-- REQUIRED WORK --
Would you reproduce all of the entries below, character for character?

(Saved entries)
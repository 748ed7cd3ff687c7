//! Stale-model detection and the bounded retraining queue.
//!
//! The queue is built from the scored list so the most promising tickers
//! retrain first; execution is delegated to the external trainer one ticker
//! at a time, and a trainer failure only produces a warning.

use crate::model_store::ModelStore;
use chrono::NaiveDate;
use screener_core::{ModelTrainer, ScoredStock, TrainingConfig};

/// Tickers whose artifact is absent or older than the staleness threshold,
/// ordered by opportunity score descending, capped at the nightly budget.
pub fn build_queue(
    scored: &[ScoredStock],
    store: &ModelStore,
    run_date: NaiveDate,
    config: &TrainingConfig,
) -> Vec<String> {
    // `scored` is already ordered by opportunity score descending.
    let mut queue: Vec<String> = scored
        .iter()
        .filter(|s| store.is_stale(&s.ticker, run_date, config.stale_threshold_days))
        .map(|s| s.ticker.clone())
        .collect();
    queue.truncate(config.max_models_per_night);
    queue
}

/// Run the queue through the external trainer, one ticker at a time.
/// Returns warnings for failed tickers; never fails the pipeline.
pub async fn run_queue(queue: &[String], trainer: &dyn ModelTrainer) -> Vec<String> {
    let mut warnings = Vec::new();
    for ticker in queue {
        match trainer.train(ticker).await {
            Ok(()) => tracing::info!("retrained {}", ticker),
            Err(e) => {
                tracing::warn!("training {} failed: {}", ticker, e);
                warnings.push(format!("training {} failed: {}", ticker, e));
            }
        }
    }
    warnings
}

#[cfg(test)]
mod tests {
    use super::*;
    use async_trait::async_trait;
    use screener_core::{Band, Prediction, ScreenError, ScreenResult};
    use std::sync::Mutex;

    fn scored(ticker: &str, score: f64) -> ScoredStock {
        ScoredStock {
            ticker: ticker.to_string(),
            sector: "Financials".to_string(),
            price: Some(100.0),
            screening_score: 60.0,
            prediction: Prediction::hold(ticker),
            opportunity_score: score,
            opportunity_band: Band::from_score(score),
        }
    }

    fn run_date() -> NaiveDate {
        NaiveDate::from_ymd_opt(2025, 7, 10).unwrap()
    }

    fn fresh_meta(dir: &std::path::Path, ticker: &str) {
        std::fs::write(dir.join(format!("{}.artifact", ticker)), b"m").unwrap();
        std::fs::write(
            dir.join(format!("{}.meta.json", ticker)),
            r#"{"trained_at": "2025-07-09T02:00:00Z"}"#,
        )
        .unwrap();
    }

    #[test]
    fn queue_selects_stale_in_score_order() {
        let tmp = tempfile::tempdir().unwrap();
        fresh_meta(tmp.path(), "WBC.AX");
        let store = ModelStore::new(tmp.path(), None);

        let scored = vec![
            scored("CBA.AX", 82.0),
            scored("WBC.AX", 75.0), // fresh artifact, skipped
            scored("ANZ.AX", 70.0),
        ];

        let queue = build_queue(&scored, &store, run_date(), &TrainingConfig::default());
        assert_eq!(queue, vec!["CBA.AX", "ANZ.AX"]);
    }

    #[test]
    fn queue_respects_nightly_cap() {
        let tmp = tempfile::tempdir().unwrap();
        let store = ModelStore::new(tmp.path(), None);
        let scored: Vec<ScoredStock> = (0..10)
            .map(|i| scored(&format!("T{}.AX", i), 90.0 - i as f64))
            .collect();

        let config = TrainingConfig {
            max_models_per_night: 3,
            ..TrainingConfig::default()
        };
        let queue = build_queue(&scored, &store, run_date(), &config);
        assert_eq!(queue, vec!["T0.AX", "T1.AX", "T2.AX"]);
    }

    struct RecordingTrainer {
        trained: Mutex<Vec<String>>,
        fail: Vec<String>,
    }

    #[async_trait]
    impl ModelTrainer for RecordingTrainer {
        async fn train(&self, ticker: &str) -> ScreenResult<()> {
            if self.fail.iter().any(|t| t == ticker) {
                return Err(ScreenError::Transport("gpu went away".to_string()));
            }
            self.trained.lock().unwrap().push(ticker.to_string());
            Ok(())
        }
    }

    #[tokio::test]
    async fn trainer_failures_are_isolated() {
        let trainer = RecordingTrainer {
            trained: Mutex::new(Vec::new()),
            fail: vec!["WBC.AX".to_string()],
        };
        let queue = vec![
            "CBA.AX".to_string(),
            "WBC.AX".to_string(),
            "ANZ.AX".to_string(),
        ];

        let warnings = run_queue(&queue, &trainer).await;

        assert_eq!(warnings.len(), 1);
        assert!(warnings[0].contains("WBC.AX"));
        assert_eq!(*trainer.trained.lock().unwrap(), vec!["CBA.AX", "ANZ.AX"]);
    }
}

-- SOLUTION BELOW --
repository 748ed7cd3ff687c7
//! Stale-model detection and the bounded retraining queue.
//!
//! The queue is built from the scored list so the most promising tickers
//! retrain first; execution is delegated to the external trainer one ticker
//! at a time, and a trainer failure only produces a warning.

use crate::model_store::ModelStore;
use chrono::NaiveDate;
use screener_core::{ModelTrainer, ScoredStock, TrainingConfig};

/// Tickers whose artifact is absent or older than the staleness threshold,
/// ordered by opportunity score descending, capped at the nightly budget.
pub fn build_queue(
    scored: &[ScoredStock],
    store: &ModelStore,
    run_date: NaiveDate,
    config: &TrainingConfig,
) -> Vec<String> {
    // `scored` is already ordered by opportunity score descending.
    let mut queue: Vec<String> = scored
        .iter()
        .filter(|s| store.is_stale(&s.ticker, run_date, config.stale_threshold_days))
        .map(|s| s.ticker.clone())
        .collect();
    queue.truncate(config.max_models_per_night);
    queue
}

/// Run the queue through the external trainer, one ticker at a time.
/// Returns warnings for failed tickers; never fails the pipeline.
pub async fn run_queue(queue: &[String], trainer: &dyn ModelTrainer) -> Vec<String> {
    let mut warnings = Vec::new();
    for ticker in queue {
        match trainer.train(ticker).await {
            Ok(()) => tracing::info!("retrained {}", ticker),
            Err(e) => {
                tracing::warn!("training {} failed: {}", ticker, e);
                warnings.push(format!("training {} failed: {}", ticker, e));
            }
        }
    }
    warnings
}

#[cfg(test)]
mod tests {
    use super::*;
    use async_trait::async_trait;
    use screener_core::{Band, Prediction, ScreenError, ScreenResult};
    use std::sync::Mutex;

    fn scored(ticker: &str, score: f64) -> ScoredStock {
        ScoredStock {
            ticker: ticker.to_string(),
            sector: "Financials".to_string(),
            price: Some(100.0),
            screening_score: 60.0,
            prediction: Prediction::hold(ticker),
            opportunity_score: score,
            opportunity_band: Band::from_score(score),
        }
    }

    fn run_date() -> NaiveDate {
        NaiveDate::from_ymd_opt(2025, 7, 10).unwrap()
    }

    fn fresh_meta(dir: &std::path::Path, ticker: &str) {
        std::fs::write(dir.join(format!("{}.artifact", ticker)), b"m").unwrap();
        std::fs::write(
            dir.join(format!("{}.meta.json", ticker)),
            r#"{"trained_at": "2025-07-09T02:00:00Z"}"#,
        )
        .unwrap();
    }

    #[test]
    fn queue_selects_stale_in_score_order() {
        let tmp = tempfile::tempdir().unwrap();
        fresh_meta(tmp.path(), "WBC.AX");
        let store = ModelStore::new(tmp.path(), None);

        let scored = vec![
            scored("CBA.AX", 82.0),
            scored("WBC.AX", 75.0), // fresh artifact, skipped
            scored("ANZ.AX", 70.0),
        ];

        let queue = build_queue(&scored, &store, run_date(), &TrainingConfig::default());
        assert_eq!(queue, vec!["CBA.AX", "ANZ.AX"]);
    }

    #[test]
    fn queue_respects_nightly_cap() {
        let tmp = tempfile::tempdir().unwrap();
        let store = ModelStore::new(tmp.path(), None);
        let scored: Vec<ScoredStock> = (0..10)
            .map(|i| scored(&format!("T{}.AX", i), 90.0 - i as f64))
            .collect();

        let config = TrainingConfig {
            max_models_per_night: 3,
            ..TrainingConfig::default()
        };
        let queue = build_queue(&scored, &store, run_date(), &config);
        assert_eq!(queue, vec!["T0.AX", "T1.AX", "T2.AX"]);
    }

    struct RecordingTrainer {
        trained: Mutex<Vec<String>>,
        fail: Vec<String>,
    }

    #[async_trait]
    impl ModelTrainer for RecordingTrainer {
        async fn train(&self, ticker: &str) -> ScreenResult<()> {
            if self.fail.iter().any(|t| t == ticker) {
                return Err(ScreenError::Transport("gpu went away".to_string()));
            }
            self.trained.lock().unwrap().push(ticker.to_string());
            Ok(())
        }
    }

    #[tokio::test]
    async fn trainer_failures_are_isolated() {
        let trainer = RecordingTrainer {
            trained: Mutex::new(Vec::new()),
            fail: vec!["WBC.AX".to_string()],
        };
        let queue = vec![
            "CBA.AX".to_string(),
            "WBC.AX".to_string(),
            "ANZ.AX".to_string(),
        ];

        let warnings = run_queue(&queue, &trainer).await;

        assert_eq!(warnings.len(), 1);
        assert!(warnings[0].contains("WBC.AX"));
        assert_eq!(*trainer.trained.lock().unwrap(), vec!["CBA.AX", "ANZ.AX"]);
    }
}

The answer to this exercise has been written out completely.